Castle ESC with a Tekin motor. THE combo to run.


----------



## jasonwipf (Feb 23, 2009)

nik77356 said:


> Castle ESC with a Tekin motor. THE combo to run.


I would actually agree! Castle ESC & Tekin V3 Motor is great. I'm not sure what happened to the Castle, its usually bullet proof and its only 1 month old but that 1800 was cogging alot more than my 2200 (really never cogs) So i'm thinking it might have had something to do with that. I'll send it in and find out from castle I guess.


----------



## cjtamu (Sep 22, 2004)

jasonwipf said:


> But i fried my Castle ESC yesterday so no running that for awhile.


I think I'll go electric. Just plug and play, hassle-free :rotfl:


----------



## skillett (Mar 7, 2010)

Jason and Will done put the jedi mind trick on you people...........:rotfl:


----------



## cjtamu (Sep 22, 2004)

skillett, you missed the sarcasm. Ain't nothing about any type of RC that's hassle or maintenance free.


----------



## skillett (Mar 7, 2010)

cjtamu said:


> skillett, you missed the sarcasm. Ain't nothing about any type of RC that's hassle or maintenance free.


I meant Rubine and Troy 
We are losing to many good drivers to this E.buggy craze.
Can't believe it:spineyes:


----------



## Verti goat (Jun 16, 2009)

I doubt they're switching....They probably just want to have the e-buggy for convenience and still race nitro as well. That's what I want to do when the mbx6-e comes out. It just seems like so much less headache to throw down the electric and start rolling. I couldn't give up my nitro though, I love the tuning, sound, and smell!!


----------



## troytyro (Feb 3, 2009)

No way in [email protected]!! would i stop racing nitro!!! I just need to run 1 more class and buggy is the way to go for me.


----------



## tarpon140 (Apr 5, 2006)

killerkustoms said:


> LOL me too Troy just waiting for the motor mount from elite to get back in stock for 808 and I'm in business also trying to find a 1900 motor instead 2200 I got.

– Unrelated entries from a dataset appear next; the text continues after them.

//! Effect definitions.
//!
//! Effects are the closed set of things an ability or card can do to the
//! match. Abilities are pure data (`AbilityDef`) pointing at one `Effect`;
//! the resolver interprets it by exhaustive `match`, so adding a kind is a
//! compile-time change rather than a runtime string lookup.
//!
//! ## Direct effects
//!
//! - `Damage`, `DiceDamage`: hit the target through the mitigation path
//! - `Heal`: restore HP up to max
//! - `TapHeal`: move HP from the actor to an ally
//! - `Cleanse`: wipe the target's status bucket
//! - `Status`: write a status slot
//!
//! ## Spatial effects
//!
//! - `Area`: nested effects on every matching occupant within a hop radius
//! - `Line`: damage enemies along a line from the actor toward the target
//! - `SwapPositions`: exchange actor and target tiles
//! - `Polar`: pull distant enemies onto the actor's open neighbours
//! - `HealAura`: place a timed healing zone on a tile and its neighbours

use serde::{Deserialize, Serialize};

use crate::status::StatusEffect;

/// Which occupants an area effect touches.
#[derive(Clone, Copy, Debug, PartialEq, Eq, Serialize, Deserialize)]
#[serde(rename_all = "snake_case")]
pub enum Affects {
    Enemies,
    Allies,
    All,
}

/// How a line effect picks its tiles.
#[derive(Clone, Copy, Debug, PartialEq, Eq, Serialize, Deserialize)]
#[serde(rename_all = "snake_case")]
pub enum LineShape {
    /// Cube-coordinate hex line.
    Hex,
    /// Screen-space segment projection.
    Segment,
}

/// When a heal aura pulses for its owner.
#[derive(Clone, Copy, Debug, Default, PartialEq, Eq, Serialize, Deserialize)]
#[serde(rename_all = "snake_case")]
pub enum AuraPulse {
    StartOfTurn,
    #[default]
    EndOfTurn,
    Both,
}

impl AuraPulse {
    #[must_use]
    pub fn at_start(self) -> bool {
        matches!(self, AuraPulse::StartOfTurn | AuraPulse::Both)
    }

    #[must_use]
    pub fn at_end(self) -> bool {
        matches!(self, AuraPulse::EndOfTurn | AuraPulse::Both)
    }
}

/// An ability or card effect.
#[derive(Clone, Debug, PartialEq, Eq, Serialize, Deserialize)]
#[serde(tag = "type", rename_all = "snake_case")]
pub enum Effect {
    /// Fixed damage.
    Damage { amount: i32 },

    /// Roll `1..=sides`, add `bonus`, deal that much damage.
    DiceDamage {
        sides: u32,
        #[serde(default)]
        bonus: i32,
    },

    /// Heal, clamped to max HP.
    Heal { amount: i32 },

    /// Actor loses `amount` HP, target gains it.
    TapHeal { amount: i32 },

    /// Clear every status slot on the target.
    Cleanse,

    /// Write a status slot on the target.
    Status { status: StatusEffect },

    /// Nested effects on occupants within `radius` hops of the actor.
    Area {
        radius: u32,
        affects: Affects,
        effects: Vec<Effect>,
    },

    /// Damage enemies on a line from the actor toward the target.
    Line {
        damage: i32,
        shape: LineShape,
        /// Tiles past the actor's own; `None` keeps the whole line.
        #[serde(default)]
        length: Option<usize>,
    },

    /// Exchange actor and target tiles.
    SwapPositions,

    /// Pull enemies in range onto open tiles adjacent to the actor.
    Polar,

    /// Timed healing zone on the target tile and its neighbours.
    HealAura {
        center_heal: i32,
        petal_heal: i32,
        duration: u32,
        #[serde(default)]
        pulse: AuraPulse,
    },
}

impl Effect {
    /// Convenience constructor for a damage effect.
    #[must_use]
    pub const fn damage(amount: i32) -> Self {
        Effect::Damage { amount }
    }

    /// Convenience constructor for a heal effect.
    #[must_use]
    pub const fn heal(amount: i32) -> Self {
        Effect::Heal { amount }
    }

    #[must_use]
    pub const fn status(status: StatusEffect) -> Self {
        Effect::Status { status }
    }

    /// Copy of this effect with `bonus` added to every damage figure.
    #[must_use]
    pub fn with_attack_bonus(&self, bonus: i32) -> Self {
        if bonus == 0 {
            return self.clone();
        }
        match self {
            Effect::Damage { amount } => Effect::Damage { amount: amount + bonus },
            Effect::DiceDamage { sides, bonus: b } => Effect::DiceDamage { sides: *sides, bonus: b + bonus },
            Effect::Line { damage, shape, length } => Effect::Line {
                damage: damage + bonus,
                shape: *shape,
                length: *length,
            },
            Effect::Area { radius, affects, effects } => Effect::Area {
                radius: *radius,
                affects: *affects,
                effects: effects.iter().map(|e| e.with_attack_bonus(bonus)).collect(),
            },
            other => other.clone(),
        }
    }

    /// Whether the effect deals damage (directly or nested).
    #[must_use]
    pub fn is_offensive(&self) -> bool {
        match self {
            Effect::Damage { .. } | Effect::DiceDamage { .. } | Effect::Line { .. } | Effect::Polar => true,
            Effect::Area { effects, .. } => effects.iter().any(Effect::is_offensive),
            _ => false,
        }
    }
}

#[cfg(test)]
mod tests {
    use super::*;

    #[test]
    fn test_attack_bonus_reaches_nested_damage() {
        let aoe = Effect::Area {
            radius: 1,
            affects: Affects::Enemies,
            effects: vec![Effect::damage(2), Effect::heal(1)],
        };
        let boosted = aoe.with_attack_bonus(1);
        let Effect::Area { effects, .. } = boosted else {
            panic!("expected area");
        };
        assert_eq!(effects[0], Effect::damage(3));
        assert_eq!(effects[1], Effect::heal(1));
    }

    #[test]
    fn test_attack_bonus_ignores_heals() {
        assert_eq!(Effect::heal(2).with_attack_bonus(5), Effect::heal(2));
        assert_eq!(
            Effect::DiceDamage { sides: 6, bonus: 0 }.with_attack_bonus(1),
            Effect::DiceDamage { sides: 6, bonus: 1 }
        );
    }

    #[test]
    fn test_serde_tagging() {
        let json = serde_json::json!({ "type": "line", "damage": 5, "shape": "segment", "length": 4 });
        let effect: Effect = serde_json::from_value(json).unwrap();
        assert_eq!(
            effect,
            Effect::Line { damage: 5, shape: LineShape::Segment, length: Some(4) }
        );

        let json = serde_json::json!({ "type": "status", "status": { "kind": "root", "turns": 3 } });
        let effect: Effect = serde_json::from_value(json).unwrap();
        assert_eq!(effect, Effect::status(StatusEffect::Root { turns: 3 }));
    }

    #[test]
    fn test_offensive_classification() {
        assert!(Effect::damage(1).is_offensive());
        assert!(Effect::Polar.is_offensive());
        assert!(!Effect::Cleanse.is_offensive());
        assert!(!Effect::heal(1).is_offensive());
    }
}
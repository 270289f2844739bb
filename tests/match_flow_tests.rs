//! Match flow integration tests.
//!
//! These drive a `Match` (and the registry) through requests only, the way
//! a transport would, and check seats, turn gating, movement budgets,
//! refusals, replay and forfeits.

use std::sync::Arc;

use hex_tactics::core::CardKind;
use hex_tactics::{
    ActionError, Audience, CharacterId, Match, MatchConfig, MatchRegistry, ParticipantId, Request, RoomId, Seat,
    Side, TileId,
};

fn id(s: &str) -> CharacterId {
    s.parse().unwrap()
}

fn t(s: &str) -> TileId {
    s.parse().unwrap()
}

fn join(room: &str) -> Request {
    Request::Join { room: RoomId::new(room), name: None, heroes: Vec::new(), mode: None }
}

fn step(who: &str, to: &str) -> Request {
    Request::Move { id: id(who), to_tile: t(to) }
}

fn init_tracing() {
    let _ = tracing_subscriber::fmt()
        .with_env_filter(tracing_subscriber::EnvFilter::from_default_env())
        .with_test_writer()
        .try_init();
}

/// Two joined participants; returns the match plus (player 1, player 2).
fn started(room: &str, seed: u64) -> (Match, ParticipantId, ParticipantId) {
    init_tracing();
    let mut game = Match::new(RoomId::new(room), Arc::new(MatchConfig::default()), seed);
    let (a, b) = (ParticipantId::new("alice"), ParticipantId::new("bob"));
    game.dispatch(&a, join(room));
    game.dispatch(&b, join(room));
    match game.seat_of(&a) {
        Seat::Player1 => (game, a, b),
        _ => (game, b, a),
    }
}

// =============================================================================
// Seating
// =============================================================================

/// Test that the first joiner waits and the second locks the room.
#[test]
fn test_second_join_locks_room() {
    init_tracing();
    let mut game = Match::new(RoomId::new("lobby"), Arc::new(MatchConfig::default()), 1);
    let first = game.dispatch(&ParticipantId::new("alice"), join("lobby"));
    assert!(!game.is_locked());
    assert_eq!(first.len(), 1);
    assert_eq!(first[0].notification.name(), "fullState");

    let second = game.dispatch(&ParticipantId::new("bob"), join("lobby"));
    assert!(game.is_locked());
    let roles = second.iter().filter(|e| e.notification.name() == "assignRole").count();
    assert_eq!(roles, 2);
    assert_eq!(second.last().unwrap().notification.name(), "fullState");
    assert_eq!(second.last().unwrap().audience, Audience::Room);
}

// =============================================================================
// Turn gating and movement
// =============================================================================

/// Test that only the side to move may act.
#[test]
fn test_turn_gate() {
    let (mut game, _, p2) = started("gate", 2);
    assert_eq!(game.handle(&p2, step("E1", "B1")), Err(ActionError::NotYourTurn));
}

/// Test the first-move allowance of two steps, then one step on later turns.
#[test]
fn test_movement_budget_two_then_one() {
    let (mut game, p1, p2) = started("budget", 3);
    game.handle(&p1, step("P1", "G1")).unwrap();
    game.handle(&p1, Request::EndTurn).unwrap();
    game.handle(&p2, Request::EndTurn).unwrap();

    assert!(matches!(game.handle(&p1, step("P1", "E1")), Err(ActionError::OutOfRange { distance: 2, limit: 1 })));
    game.handle(&p1, step("P1", "F1")).unwrap();
    assert_eq!(game.state().token(id("P1")).unwrap().tile, t("F1"));
}

/// Test that repeating a used action is refused without changing anything.
#[test]
fn test_repeat_action_refused_without_change() {
    let (mut game, p1, _) = started("repeat", 4);
    let mend = Request::UsePrimary { source_id: id("P4"), target_id: Some(id("P3")) };
    game.handle(&p1, mend.clone()).unwrap();

    let before = game.snapshot();
    let logged = game.log().len();
    assert_eq!(game.handle(&p1, mend.clone()), Err(ActionError::AlreadyActed));
    let replies = game.dispatch(&p1, mend);
    assert_eq!(replies.len(), 1);
    assert_eq!(replies[0].audience, Audience::Participant(p1.clone()));
    assert_eq!(replies[0].notification.name(), "fullState");
    assert_eq!(game.snapshot(), before);
    assert_eq!(game.log().len(), logged);
}

/// Test that a refused move is answered with a targeted `invalidMove`.
#[test]
fn test_invalid_move_feedback() {
    let (mut game, p1, _) = started("feedback", 5);
    let replies = game.dispatch(&p1, step("P1", "I2"));
    assert_eq!(replies.len(), 1);
    assert_eq!(replies[0].audience, Audience::Participant(p1));
    let payload = replies[0].notification.payload_json().unwrap();
    assert_eq!(payload["id"], "P1");
}

/// Test that a side may play a single card per turn.
#[test]
fn test_one_card_per_turn() {
    let (mut game, p1, p2) = started("cards", 6);
    let dash = Request::PlayCard { card: CardKind::Dash, tile: None, source_id: Some(id("P2")), to_tile: None, target_id: None };
    game.handle(&p1, dash).unwrap();
    assert_eq!(game.handle(&p1, Request::card(CardKind::Blink)), Err(ActionError::CardAlreadyPlayed));

    // resets with the turn
    game.handle(&p1, Request::EndTurn).unwrap();
    game.handle(&p2, Request::card(CardKind::Blink)).unwrap();
}

/// Test that an unaffordable card yields a targeted `insufficientEnergy`.
#[test]
fn test_insufficient_energy_feedback() {
    let (mut game, p1, _) = started("broke", 7);
    let replies = game.dispatch(&p1, Request::card(CardKind::Scope));
    assert_eq!(replies.len(), 1);
    assert_eq!(replies[0].notification.name(), "insufficientEnergy");
    let payload = replies[0].notification.payload_json().unwrap();
    assert_eq!(payload["card"], "Scope");
    assert_eq!(payload["required"], 2);
}

/// Test that moving and acting with every unit hands the turn over.
#[test]
fn test_turn_ends_when_everything_used() {
    let (mut game, p1, _) = started("auto", 8);
    for (who, to) in [("P1", "H1"), ("P2", "H2"), ("P3", "H3"), ("P4", "H4")] {
        game.handle(&p1, step(who, to)).unwrap();
    }
    let mend = |src: &str, dst: &str| Request::UsePrimary { source_id: id(src), target_id: Some(id(dst)) };
    // tank and DPS have nothing in reach; only support can act, so the turn stays open
    game.handle(&p1, mend("P4", "P3")).unwrap();
    assert_eq!(game.state().current, Side::Player1);

    game.handle(&p1, Request::EndTurn).unwrap();
    assert_eq!(game.state().current, Side::Player2);
}

// =============================================================================
// Replay and forfeit
// =============================================================================

/// Test that feeding the log to a fresh match reproduces the snapshot.
#[test]
fn test_replay_reaches_same_state() {
    let (mut game, p1, p2) = started("replay", 9);
    game.dispatch(&p1, step("P1", "G1"));
    game.dispatch(&p1, Request::EndTurn);
    game.dispatch(&p2, step("E2", "C2"));
    game.dispatch(&p2, Request::EndTurn);

    let bytes = game.log().to_bytes().unwrap();
    let log = hex_tactics::ReplayLog::from_bytes(&bytes).unwrap();
    let copy = Match::replay(RoomId::new("replay"), Arc::new(MatchConfig::default()), &log);
    assert_eq!(copy.snapshot(), game.snapshot());
    assert_eq!(copy.log(), game.log());
}

/// Test that a seated player leaving through the registry forfeits.
#[test]
fn test_registry_disconnect_forfeits() {
    init_tracing();
    let registry = MatchRegistry::new(Arc::new(MatchConfig::default()), 99);
    let room = RoomId::new("forfeit");
    let (a, b) = (ParticipantId::new("alice"), ParticipantId::new("bob"));
    registry.join(&room, &a, join("forfeit")).unwrap();
    registry.join(&room, &b, join("forfeit")).unwrap();

    let game = registry.get(&room).unwrap();
    let leaver = game.lock().unwrap().seat_of(&a).side().unwrap();

    let mut rx = registry.subscribe(&room).unwrap();
    let sent = registry.disconnect(&room, &a).unwrap();
    assert_eq!(sent[0].notification.name(), "gameOver");
    assert_eq!(rx.try_recv().unwrap(), sent[0]);
    assert_eq!(game.lock().unwrap().winner(), Some(leaver.opponent()));

    // the match stays until discarded; later requests are refused with a resync
    let replies = registry.dispatch(&room, &b, Request::EndTurn).unwrap();
    assert_eq!(replies.len(), 1);
    assert_eq!(replies[0].audience, Audience::Participant(b.clone()));
    assert_eq!(replies[0].notification.name(), "fullState");
    assert!(registry.discard(&room).unwrap());
}

/// Test that a spectator leaving does not end the match.
#[test]
fn test_spectator_disconnect_is_harmless() {
    let (mut game, _, _) = started("watch", 10);
    let watcher = ParticipantId::new("carol");
    game.dispatch(&watcher, join("watch"));
    assert!(game.disconnect(&watcher).is_empty());
    assert!(!game.is_over());
}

Go to Joe's Rubin. He's got the Elite mount for the 808


----------



## Verti goat (Jun 16, 2009)

Crazy racing weekend. River tonight, Vertigo tomorrow, and Mike's tomorrow night. Don't be skeered.


----------



## killerkustoms (Nov 6, 2008)

Relax Skillet I'm not quitting the force, Derrick nailed it right on the head. I'm gonna run nitro in my 808 till the New D8 comes out then I'll convert it to electric and run 3 classes and it's something my boy could play with also.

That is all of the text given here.